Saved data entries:
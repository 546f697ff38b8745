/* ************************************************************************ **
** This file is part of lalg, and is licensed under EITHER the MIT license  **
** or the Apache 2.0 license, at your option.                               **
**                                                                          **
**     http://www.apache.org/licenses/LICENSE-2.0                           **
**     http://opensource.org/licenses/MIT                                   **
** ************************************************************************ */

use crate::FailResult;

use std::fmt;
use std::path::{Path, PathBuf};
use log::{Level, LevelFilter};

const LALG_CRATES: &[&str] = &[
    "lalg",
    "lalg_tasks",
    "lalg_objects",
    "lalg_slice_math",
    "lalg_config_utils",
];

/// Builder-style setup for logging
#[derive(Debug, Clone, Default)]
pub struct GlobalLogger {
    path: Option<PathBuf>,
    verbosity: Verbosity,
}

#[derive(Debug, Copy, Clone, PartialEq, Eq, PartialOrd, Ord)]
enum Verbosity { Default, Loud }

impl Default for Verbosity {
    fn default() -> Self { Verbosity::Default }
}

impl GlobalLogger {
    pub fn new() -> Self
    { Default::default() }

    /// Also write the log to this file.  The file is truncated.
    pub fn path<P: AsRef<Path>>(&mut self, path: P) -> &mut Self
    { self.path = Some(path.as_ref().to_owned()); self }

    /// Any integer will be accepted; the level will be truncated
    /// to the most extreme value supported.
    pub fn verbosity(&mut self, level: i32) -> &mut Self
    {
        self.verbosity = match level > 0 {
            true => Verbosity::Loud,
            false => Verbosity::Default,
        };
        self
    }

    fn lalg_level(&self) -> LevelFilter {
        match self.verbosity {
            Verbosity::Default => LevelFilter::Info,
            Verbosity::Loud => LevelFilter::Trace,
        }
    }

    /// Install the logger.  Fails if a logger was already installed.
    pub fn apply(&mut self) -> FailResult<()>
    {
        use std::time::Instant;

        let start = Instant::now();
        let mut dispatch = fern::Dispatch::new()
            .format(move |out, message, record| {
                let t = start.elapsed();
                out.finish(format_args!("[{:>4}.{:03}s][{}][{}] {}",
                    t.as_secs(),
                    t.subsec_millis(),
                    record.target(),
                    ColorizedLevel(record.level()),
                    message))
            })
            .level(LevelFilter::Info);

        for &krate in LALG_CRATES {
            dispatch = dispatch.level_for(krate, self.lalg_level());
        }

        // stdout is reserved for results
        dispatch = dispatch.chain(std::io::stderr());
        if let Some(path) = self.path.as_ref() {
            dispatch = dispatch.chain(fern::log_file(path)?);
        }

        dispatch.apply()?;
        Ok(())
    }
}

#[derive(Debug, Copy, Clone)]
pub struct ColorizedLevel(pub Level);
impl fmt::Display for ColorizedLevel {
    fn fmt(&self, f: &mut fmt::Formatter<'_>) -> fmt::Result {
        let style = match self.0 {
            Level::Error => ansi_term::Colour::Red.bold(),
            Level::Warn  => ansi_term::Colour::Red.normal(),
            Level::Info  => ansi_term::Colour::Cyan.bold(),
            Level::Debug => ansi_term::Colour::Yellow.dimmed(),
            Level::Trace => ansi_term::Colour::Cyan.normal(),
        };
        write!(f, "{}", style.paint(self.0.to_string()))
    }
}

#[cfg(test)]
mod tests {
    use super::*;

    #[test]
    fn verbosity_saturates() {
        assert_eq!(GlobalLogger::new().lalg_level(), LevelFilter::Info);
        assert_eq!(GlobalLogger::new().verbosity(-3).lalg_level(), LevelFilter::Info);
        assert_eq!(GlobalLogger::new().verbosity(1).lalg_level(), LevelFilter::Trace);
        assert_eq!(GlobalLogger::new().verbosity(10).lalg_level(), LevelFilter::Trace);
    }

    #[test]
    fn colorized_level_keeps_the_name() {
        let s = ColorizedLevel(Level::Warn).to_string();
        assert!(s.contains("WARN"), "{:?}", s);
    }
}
* * *
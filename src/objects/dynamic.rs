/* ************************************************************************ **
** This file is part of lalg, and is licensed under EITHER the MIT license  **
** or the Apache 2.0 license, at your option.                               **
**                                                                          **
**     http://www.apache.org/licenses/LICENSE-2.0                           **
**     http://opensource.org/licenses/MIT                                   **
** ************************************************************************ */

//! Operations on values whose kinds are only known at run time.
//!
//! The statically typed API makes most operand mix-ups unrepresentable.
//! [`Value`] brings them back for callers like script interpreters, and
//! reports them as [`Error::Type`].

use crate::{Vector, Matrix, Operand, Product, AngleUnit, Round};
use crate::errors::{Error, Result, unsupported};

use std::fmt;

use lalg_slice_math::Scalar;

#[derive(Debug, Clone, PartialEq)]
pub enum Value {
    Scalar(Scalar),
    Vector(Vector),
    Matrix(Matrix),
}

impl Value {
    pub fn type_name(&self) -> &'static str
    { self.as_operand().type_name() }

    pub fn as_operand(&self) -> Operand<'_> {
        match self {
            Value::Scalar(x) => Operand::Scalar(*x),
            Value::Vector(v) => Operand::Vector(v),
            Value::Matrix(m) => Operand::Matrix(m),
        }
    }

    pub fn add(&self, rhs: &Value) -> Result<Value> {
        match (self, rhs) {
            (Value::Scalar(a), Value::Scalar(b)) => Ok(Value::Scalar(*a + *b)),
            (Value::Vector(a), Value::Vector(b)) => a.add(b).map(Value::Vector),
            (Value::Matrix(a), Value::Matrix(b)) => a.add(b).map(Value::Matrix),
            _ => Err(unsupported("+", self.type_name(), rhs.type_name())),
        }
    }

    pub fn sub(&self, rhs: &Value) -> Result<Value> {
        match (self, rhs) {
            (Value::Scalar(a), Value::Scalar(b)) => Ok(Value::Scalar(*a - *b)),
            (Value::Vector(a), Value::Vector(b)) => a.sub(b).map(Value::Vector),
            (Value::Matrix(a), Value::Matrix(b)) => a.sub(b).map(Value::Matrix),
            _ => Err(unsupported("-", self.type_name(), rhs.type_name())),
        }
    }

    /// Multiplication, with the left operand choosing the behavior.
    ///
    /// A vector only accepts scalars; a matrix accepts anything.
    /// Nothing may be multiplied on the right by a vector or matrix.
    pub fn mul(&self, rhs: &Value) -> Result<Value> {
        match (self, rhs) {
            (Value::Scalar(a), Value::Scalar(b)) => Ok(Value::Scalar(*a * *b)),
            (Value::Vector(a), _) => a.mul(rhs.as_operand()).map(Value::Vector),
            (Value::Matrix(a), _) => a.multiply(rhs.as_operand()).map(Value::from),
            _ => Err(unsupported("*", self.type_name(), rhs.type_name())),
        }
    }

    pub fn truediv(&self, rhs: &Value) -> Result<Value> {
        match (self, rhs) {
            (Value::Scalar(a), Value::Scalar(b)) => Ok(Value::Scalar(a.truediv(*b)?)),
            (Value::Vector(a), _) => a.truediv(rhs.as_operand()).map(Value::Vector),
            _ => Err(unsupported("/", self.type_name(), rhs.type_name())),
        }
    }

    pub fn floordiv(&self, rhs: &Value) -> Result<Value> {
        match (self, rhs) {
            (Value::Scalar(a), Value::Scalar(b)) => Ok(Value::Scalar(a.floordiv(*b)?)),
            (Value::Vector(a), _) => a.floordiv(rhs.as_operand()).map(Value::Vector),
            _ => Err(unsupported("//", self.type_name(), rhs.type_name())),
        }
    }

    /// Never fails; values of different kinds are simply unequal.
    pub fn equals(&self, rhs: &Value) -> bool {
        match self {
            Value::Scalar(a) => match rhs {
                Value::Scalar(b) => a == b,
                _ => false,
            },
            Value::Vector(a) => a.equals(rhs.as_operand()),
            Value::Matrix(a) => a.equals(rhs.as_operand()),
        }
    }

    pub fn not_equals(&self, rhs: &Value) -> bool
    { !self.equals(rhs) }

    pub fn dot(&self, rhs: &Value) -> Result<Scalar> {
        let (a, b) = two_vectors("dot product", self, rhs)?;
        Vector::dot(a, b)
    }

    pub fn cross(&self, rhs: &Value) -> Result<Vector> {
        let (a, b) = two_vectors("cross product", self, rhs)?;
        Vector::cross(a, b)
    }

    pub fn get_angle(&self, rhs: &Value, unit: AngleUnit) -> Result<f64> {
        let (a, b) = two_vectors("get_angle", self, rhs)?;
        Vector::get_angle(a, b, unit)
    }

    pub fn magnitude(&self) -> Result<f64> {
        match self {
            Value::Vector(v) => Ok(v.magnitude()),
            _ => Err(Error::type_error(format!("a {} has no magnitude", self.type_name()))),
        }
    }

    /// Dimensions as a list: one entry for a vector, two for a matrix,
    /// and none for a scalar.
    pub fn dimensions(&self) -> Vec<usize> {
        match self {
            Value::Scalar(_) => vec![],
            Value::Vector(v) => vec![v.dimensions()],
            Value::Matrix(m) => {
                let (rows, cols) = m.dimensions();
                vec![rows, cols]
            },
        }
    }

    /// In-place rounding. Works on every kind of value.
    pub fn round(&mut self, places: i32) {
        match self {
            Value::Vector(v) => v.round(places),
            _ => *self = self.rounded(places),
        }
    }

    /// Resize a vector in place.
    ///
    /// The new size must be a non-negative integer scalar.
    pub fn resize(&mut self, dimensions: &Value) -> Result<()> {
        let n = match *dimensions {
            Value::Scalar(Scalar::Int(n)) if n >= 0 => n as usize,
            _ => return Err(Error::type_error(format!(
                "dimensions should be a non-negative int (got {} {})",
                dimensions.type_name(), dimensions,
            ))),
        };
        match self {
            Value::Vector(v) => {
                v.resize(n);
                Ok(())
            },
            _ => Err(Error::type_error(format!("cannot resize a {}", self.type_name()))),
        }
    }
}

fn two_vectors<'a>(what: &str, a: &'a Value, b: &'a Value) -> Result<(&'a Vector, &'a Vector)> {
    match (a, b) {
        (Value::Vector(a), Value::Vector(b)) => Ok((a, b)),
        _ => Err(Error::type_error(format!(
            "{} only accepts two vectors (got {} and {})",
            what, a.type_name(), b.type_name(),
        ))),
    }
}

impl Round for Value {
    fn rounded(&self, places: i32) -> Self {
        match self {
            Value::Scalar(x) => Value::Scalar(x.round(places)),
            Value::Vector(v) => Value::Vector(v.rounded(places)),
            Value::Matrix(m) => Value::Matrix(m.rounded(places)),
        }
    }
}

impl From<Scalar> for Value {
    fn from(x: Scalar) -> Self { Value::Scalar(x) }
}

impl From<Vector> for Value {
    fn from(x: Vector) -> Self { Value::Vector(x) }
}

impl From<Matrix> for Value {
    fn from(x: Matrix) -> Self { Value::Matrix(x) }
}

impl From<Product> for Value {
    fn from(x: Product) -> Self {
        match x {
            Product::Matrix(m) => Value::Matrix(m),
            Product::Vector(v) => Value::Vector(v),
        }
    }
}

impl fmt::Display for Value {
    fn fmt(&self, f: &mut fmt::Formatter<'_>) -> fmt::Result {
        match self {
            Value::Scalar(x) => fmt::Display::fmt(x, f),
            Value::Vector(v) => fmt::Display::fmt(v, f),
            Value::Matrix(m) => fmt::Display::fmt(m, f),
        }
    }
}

PROMPT:
For this task, write out exactly the lines of the entries above, starting at the line with "repository 546f697ff38b8745" and ending at the line with "impl Default for", both included, and no others.

SOLUTION TO THIS EXERCISE:
repository 546f697ff38b8745
/* ************************************************************************ **
** This file is part of lalg, and is licensed under EITHER the MIT license  **
** or the Apache 2.0 license, at your option.                               **
**                                                                          **
**     http://www.apache.org/licenses/LICENSE-2.0                           **
**     http://opensource.org/licenses/MIT                                   **
** ************************************************************************ */

use crate::FailResult;

use std::fmt;
use std::path::{Path, PathBuf};
use log::{Level, LevelFilter};

const LALG_CRATES: &[&str] = &[
    "lalg",
    "lalg_tasks",
    "lalg_objects",
    "lalg_slice_math",
    "lalg_config_utils",
];

/// Builder-style setup for logging
#[derive(Debug, Clone, Default)]
pub struct GlobalLogger {
    path: Option<PathBuf>,
    verbosity: Verbosity,
}

#[derive(Debug, Copy, Clone, PartialEq, Eq, PartialOrd, Ord)]
enum Verbosity { Default, Loud }

impl Default for Verbosity {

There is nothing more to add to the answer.